Material for this exercise:
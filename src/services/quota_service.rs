// src/services/quota_service.rs
//
// Guarda de quota de SMS. A regra central: o débito de crédito acontece
// exatamente uma vez por SMS entregue, nunca na tentativa e nunca duas
// vezes. O incremento é um comando condicional único no banco
// (subscription_repo::consume_sms_credit), não um read-then-write.

use chrono::{Duration, Utc};
use uuid::Uuid;

use crate::{
    common::error::AppError,
    db::SubscriptionRepository,
    models::subscription::{QuotaStatus, Subscription},
};

#[derive(Clone)]
pub struct QuotaService {
    subscription_repo: SubscriptionRepository,
}

impl QuotaService {
    pub fn new(subscription_repo: SubscriptionRepository) -> Self {
        Self { subscription_repo }
    }

    /// Assinatura da organização. Cria a assinatura FREE no primeiro toque
    /// e zera os créditos quando o período de cobrança virou.
    pub async fn subscription_for(&self, organization_id: Uuid) -> Result<Subscription, AppError> {
        let sub = match self
            .subscription_repo
            .find_by_organization(organization_id)
            .await?
        {
            Some(sub) => sub,
            None => {
                tracing::info!(
                    "🆕 Criando assinatura FREE para a organização {}",
                    organization_id
                );
                self.subscription_repo.create_default(organization_id).await?
            }
        };

        if sub.period_expired(Utc::now()) {
            let new_end = sub
                .plan_type
                .period_days()
                .map(|days| Utc::now() + Duration::days(days));
            tracing::info!(
                "🔄 Período de cobrança renovado para a organização {}",
                organization_id
            );
            return self
                .subscription_repo
                .reset_period(organization_id, new_end)
                .await;
        }

        Ok(sub)
    }

    /// Pode enviar? {total, used, remaining, can_send}. Quota esgotada não é
    /// erro, é `can_send_sms = false`.
    pub async fn check(&self, organization_id: Uuid) -> Result<QuotaStatus, AppError> {
        let sub = self.subscription_for(organization_id).await?;
        Ok(QuotaStatus::from_subscription(&sub))
    }

    /// Debita 1 crédito após um envio confirmado. `false` = não havia
    /// crédito (a janela entre pré-checagem e envio fechou).
    pub async fn consume_sms_credit(&self, organization_id: Uuid) -> Result<bool, AppError> {
        let consumed = self
            .subscription_repo
            .consume_sms_credit(organization_id)
            .await?;
        Ok(consumed.is_some())
    }

    pub async fn track_email_sent(&self, organization_id: Uuid) -> Result<(), AppError> {
        self.subscription_repo
            .increment_email_sent(organization_id)
            .await
    }

    /// Renovação manual do período (ação administrativa).
    pub async fn renew_period(&self, organization_id: Uuid) -> Result<Subscription, AppError> {
        let sub = self.subscription_for(organization_id).await?;
        let new_end = sub
            .plan_type
            .period_days()
            .map(|days| Utc::now() + Duration::days(days));
        self.subscription_repo
            .reset_period(organization_id, new_end)
            .await
    }
}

Assignment: Without omitting anything, output the data verbatim.

Response below:
filename src/services/quota_service.rs
// src/services/quota_service.rs
//
// Guarda de quota de SMS. A regra central: o débito de crédito acontece
// exatamente uma vez por SMS entregue, nunca na tentativa e nunca duas
// vezes. O incremento é um comando condicional único no banco
// (subscription_repo::consume_sms_credit), não um read-then-write.

use chrono::{Duration, Utc};
use uuid::Uuid;

use crate::{
    common::error::AppError,
    db::SubscriptionRepository,
    models::subscription::{QuotaStatus, Subscription},
};

#[derive(Clone)]
pub struct QuotaService {
    subscription_repo: SubscriptionRepository,
}

impl QuotaService {
    pub fn new(subscription_repo: SubscriptionRepository) -> Self {
        Self { subscription_repo }
    }

    /// Assinatura da organização. Cria a assinatura FREE no primeiro toque
    /// e zera os créditos quando o período de cobrança virou.
    pub async fn subscription_for(&self, organization_id: Uuid) -> Result<Subscription, AppError> {
        let sub = match self
            .subscription_repo
            .find_by_organization(organization_id)
            .await?
        {
            Some(sub) => sub,
            None => {
                tracing::info!(
                    "🆕 Criando assinatura FREE para a organização {}",
                    organization_id
                );
                self.subscription_repo.create_default(organization_id).await?
            }
        };

        if sub.period_expired(Utc::now()) {
            let new_end = sub
                .plan_type
                .period_days()
                .map(|days| Utc::now() + Duration::days(days));
            tracing::info!(
                "🔄 Período de cobrança renovado para a organização {}",
                organization_id
            );
            return self
                .subscription_repo
                .reset_period(organization_id, new_end)
                .await;
        }

        Ok(sub)
    }

    /// Pode enviar? {total, used, remaining, can_send}. Quota esgotada não é
    /// erro, é `can_send_sms = false`.
    pub async fn check(&self, organization_id: Uuid) -> Result<QuotaStatus, AppError> {
        let sub = self.subscription_for(organization_id).await?;
        Ok(QuotaStatus::from_subscription(&sub))
    }

    /// Debita 1 crédito após um envio confirmado. `false` = não havia
    /// crédito (a janela entre pré-checagem e envio fechou).
    pub async fn consume_sms_credit(&self, organization_id: Uuid) -> Result<bool, AppError> {
        let consumed = self
            .subscription_repo
            .consume_sms_credit(organization_id)
            .await?;
        Ok(consumed.is_some())
    }

    pub async fn track_email_sent(&self, organization_id: Uuid) -> Result<(), AppError> {
        self.subscription_repo
            .increment_email_sent(organization_id)
            .await
    }

    /// Renovação manual do período (ação administrativa).
    pub async fn renew_period(&self, organization_id: Uuid) -> Result<Subscription, AppError> {
        let sub = self.subscription_for(organization_id).await?;
        let new_end = sub
            .plan_type
            .period_days()
            .map(|days| Utc::now() + Duration::days(days));
        self.subscription_repo
            .reset_period(organization_id, new_end)
            .await
    }
}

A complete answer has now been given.